小林 今の時代は、どの学科でも将来に不安を感じる学生は多いかもしれませんね。いわゆる安定職と言われる職に就いても、仕事を辞めざるを得ない時もありますし。私がこの大学に来て、彫刻家になった人はごくわずか。でも仕事でものづくりに関わっている人は多いですよ。漫画家、造形師、アーティストとしてこども園で働いている卒業生もいます。今はさまざまなやり方で生計を立てていく時代。従来通りの就職先にはまらなくても、生きていける道がたくさんあると思います。

遠藤 平日は公務員として働いて、土日に絵を描いている卒業生もいます。今は昔よりもいろいろなやり方で絵が売れる時代。ギャラリーも増えていますしね。親御さんは心配かもしれませんが、今の子は意外とたくましくて、いろいろな生き方を知っていますよ。
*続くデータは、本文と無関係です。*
//! Batch file actions and their structured per-item outcomes.
//!
//! Once a batch enters the executor, nothing throws: every request ends as
//! exactly one [`ActionOutcome`], and the batch-level summary is derived from
//! the outcome list, never tracked separately.

use serde::{Deserialize, Serialize};
use thiserror::Error;

/// The five recognized per-file actions a caller may request.
#[derive(Debug, Clone, Copy, PartialEq, Eq, Hash, Serialize, Deserialize)]
#[serde(rename_all = "kebab-case")]
pub enum FileAction {
    /// Write canonical content over the disk file.
    Overwrite,
    /// Back up the *disk* content to a visible conflict file, then overwrite.
    OverwriteWithExternalBackup,
    /// Discard canonical content and adopt the disk content.
    LoadExternal,
    /// Back up the *canonical* content to a visible conflict file, then adopt disk.
    LoadExternalWithLocalBackup,
    /// Do nothing for this file.
    Skip,
}

impl FileAction {
    /// Parse a wire action name. `None` means the action is unsupported.
    #[must_use]
    pub fn parse(raw: &str) -> Option<Self> {
        match raw.trim() {
            "overwrite" => Some(Self::Overwrite),
            "overwrite-with-external-backup" => Some(Self::OverwriteWithExternalBackup),
            "load-external" => Some(Self::LoadExternal),
            "load-external-with-local-backup" => Some(Self::LoadExternalWithLocalBackup),
            "skip" => Some(Self::Skip),
            _ => None,
        }
    }

    #[must_use]
    pub const fn as_str(self) -> &'static str {
        match self {
            Self::Overwrite => "overwrite",
            Self::OverwriteWithExternalBackup => "overwrite-with-external-backup",
            Self::LoadExternal => "load-external",
            Self::LoadExternalWithLocalBackup => "load-external-with-local-backup",
            Self::Skip => "skip",
        }
    }

    #[must_use]
    pub const fn requires_backup(self) -> bool {
        matches!(
            self,
            Self::OverwriteWithExternalBackup | Self::LoadExternalWithLocalBackup
        )
    }

    /// Whether this action writes canonical content to disk.
    #[must_use]
    pub const fn is_overwrite(self) -> bool {
        matches!(self, Self::Overwrite | Self::OverwriteWithExternalBackup)
    }

    /// Whether this action replaces canonical content with disk content.
    #[must_use]
    pub const fn is_reload(self) -> bool {
        matches!(self, Self::LoadExternal | Self::LoadExternalWithLocalBackup)
    }
}

impl std::fmt::Display for FileAction {
    fn fmt(&self, f: &mut std::fmt::Formatter<'_>) -> std::fmt::Result {
        f.write_str(self.as_str())
    }
}

/// One raw (path, action) pair as submitted by the presentation layer.
///
/// Both fields stay unparsed strings at the wire boundary; the executor's
/// preflight phase is the single place they are validated.
#[derive(Debug, Clone, PartialEq, Eq, Serialize, Deserialize)]
#[serde(rename_all = "camelCase")]
pub struct ActionRequest {
    pub path: String,
    pub action: String,
}

impl ActionRequest {
    #[must_use]
    pub fn new(path: impl Into<String>, action: FileAction) -> Self {
        Self {
            path: path.into(),
            action: action.as_str().to_string(),
        }
    }
}

/// Structured per-item failure taxonomy.
///
/// Validation and backup-phase errors never reach disk mutation; only
/// `ExecutionError` can occur after mutation has begun.
#[derive(Debug, Clone, PartialEq, Eq, Error, Serialize, Deserialize)]
#[serde(tag = "code", rename_all = "kebab-case")]
pub enum ActionError {
    #[error("request path is empty")]
    MissingPath,
    #[error("unsupported action: {raw}")]
    UnsupportedAction { raw: String },
    #[error("file is not tracked: {path}")]
    FileNotFound { path: String },
    #[error("file is not accessible: {reason}")]
    Inaccessible { reason: String },
    #[error("editor buffer holds unsaved keystrokes; overwrite would discard them")]
    EditorDirtyBlocksOverwrite,
    #[error("unsaved changes present; use load-external-with-local-backup")]
    UnsavedBlocksUnsafeReload,
    #[error("duplicate request resolving to the same file")]
    DuplicateRequest,
    #[error("backup creation failed: {detail}")]
    BackupFailed { detail: String },
    #[error("snapshot token is stale; refresh file state and retry")]
    SnapshotStale,
    #[error("batch aborted during preflight")]
    BatchAborted,
    #[error("{detail}")]
    ExecutionError { detail: String },
}

/// Why an item was skipped rather than applied.
#[derive(Debug, Clone, Copy, PartialEq, Eq, Serialize, Deserialize)]
#[serde(rename_all = "kebab-case")]
pub enum SkipReason {
    /// The caller asked for `skip`; reported skipped, never an error.
    Requested,
    /// A prior request in the same batch resolved to the same file.
    Duplicate,
    /// An earlier item failed during the apply phase; this one was never attempted.
    BatchStopped,
}

impl SkipReason {
    #[must_use]
    pub const fn note(self) -> &'static str {
        match self {
            Self::Requested => "skip requested",
            Self::Duplicate => "duplicate request resolving to the same file",
            Self::BatchStopped => "batch stopped after prior failure",
        }
    }
}

impl std::fmt::Display for SkipReason {
    fn fmt(&self, f: &mut std::fmt::Formatter<'_>) -> std::fmt::Result {
        f.write_str(self.note())
    }
}

/// Terminal state of one batch item.
#[derive(Debug, Clone, PartialEq, Eq, Serialize, Deserialize)]
#[serde(tag = "status", rename_all = "kebab-case")]
pub enum ActionStatus {
    Applied,
    Skipped { reason: SkipReason },
    Failed { error: ActionError },
}

impl ActionStatus {
    #[must_use]
    pub const fn is_applied(&self) -> bool {
        matches!(self, Self::Applied)
    }

    #[must_use]
    pub const fn is_failed(&self) -> bool {
        matches!(self, Self::Failed { .. })
    }
}

/// One result per request, in input order.
#[derive(Debug, Clone, PartialEq, Eq, Serialize, Deserialize)]
#[serde(rename_all = "camelCase")]
pub struct ActionOutcome {
    /// Resolved absolute path when resolution succeeded, otherwise the raw
    /// request path echoed back.
    pub path: String,
    /// `None` when the wire action name did not parse.
    pub action: Option<FileAction>,
    #[serde(flatten)]
    pub status: ActionStatus,
    /// Path of the visible backup file, when one was created for this item.
    #[serde(skip_serializing_if = "Option::is_none")]
    pub backup: Option<String>,
}

impl ActionOutcome {
    #[must_use]
    pub fn applied(path: impl Into<String>, action: FileAction) -> Self {
        Self {
            path: path.into(),
            action: Some(action),
            status: ActionStatus::Applied,
            backup: None,
        }
    }

    #[must_use]
    pub fn skipped(path: impl Into<String>, action: Option<FileAction>, reason: SkipReason) -> Self {
        Self {
            path: path.into(),
            action,
            status: ActionStatus::Skipped { reason },
            backup: None,
        }
    }

    #[must_use]
    pub fn failed(path: impl Into<String>, action: Option<FileAction>, error: ActionError) -> Self {
        Self {
            path: path.into(),
            action,
            status: ActionStatus::Failed { error },
            backup: None,
        }
    }

    #[must_use]
    pub fn with_backup(mut self, backup: impl Into<String>) -> Self {
        self.backup = Some(backup.into());
        self
    }
}

/// Batch-level summary derived from the per-item outcomes.
#[derive(Debug, Clone, PartialEq, Eq, Serialize, Deserialize)]
#[serde(rename_all = "camelCase")]
pub struct BatchReport {
    pub success: bool,
    pub applied_count: usize,
    pub failed_count: usize,
    pub skipped_count: usize,
    pub backup_count: usize,
    pub results: Vec<ActionOutcome>,
}

impl BatchReport {
    /// Summarize a finished outcome list. `success` means no item failed.
    #[must_use]
    pub fn summarize(results: Vec<ActionOutcome>) -> Self {
        let mut applied = 0;
        let mut failed = 0;
        let mut skipped = 0;
        let mut backups = 0;
        for outcome in &results {
            match &outcome.status {
                ActionStatus::Applied => applied += 1,
                ActionStatus::Skipped { .. } => skipped += 1,
                ActionStatus::Failed { .. } => failed += 1,
            }
            if outcome.backup.is_some() {
                backups += 1;
            }
        }
        Self {
            success: failed == 0,
            applied_count: applied,
            failed_count: failed,
            skipped_count: skipped,
            backup_count: backups,
            results,
        }
    }
}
そこにデザインの知識や技術も生きてくると思います。もったいないなと思うのは、今の学生は目立ちたがらない子が多い。人と違うことを嫌がる必要はなくて、そこにこそチャンスがある。もっと気楽に、柔軟に楽しめるといいと思います。

藪内 私は、もし何らかの事情で絵の具が手に入らなくなったとしても、どうやったら絵が描けるか考えられるような人になってほしいと思います。視野を広げ、気づける人になってほしい。「与えられた道具でしかできないのか」「何か工夫する余地はないか」。そうした「生きる力」が身につけば、どんな場所でもやることを見出せる。自分のやり方で草を刈って、道を切り拓いてほしいですね。

最後に、美術・工芸学科の未来像を聞かせてください。

遠藤 変化の激しい今の時代に、ベーシックで普遍性のある思考を持っていると、どんな世界でも生きていけると思います。最先端テクノロジーも、ただ学んで「できました」ではなくて、その技術の裏側にあるものを見ていくのが美術・工芸学科らしい学びだと思います。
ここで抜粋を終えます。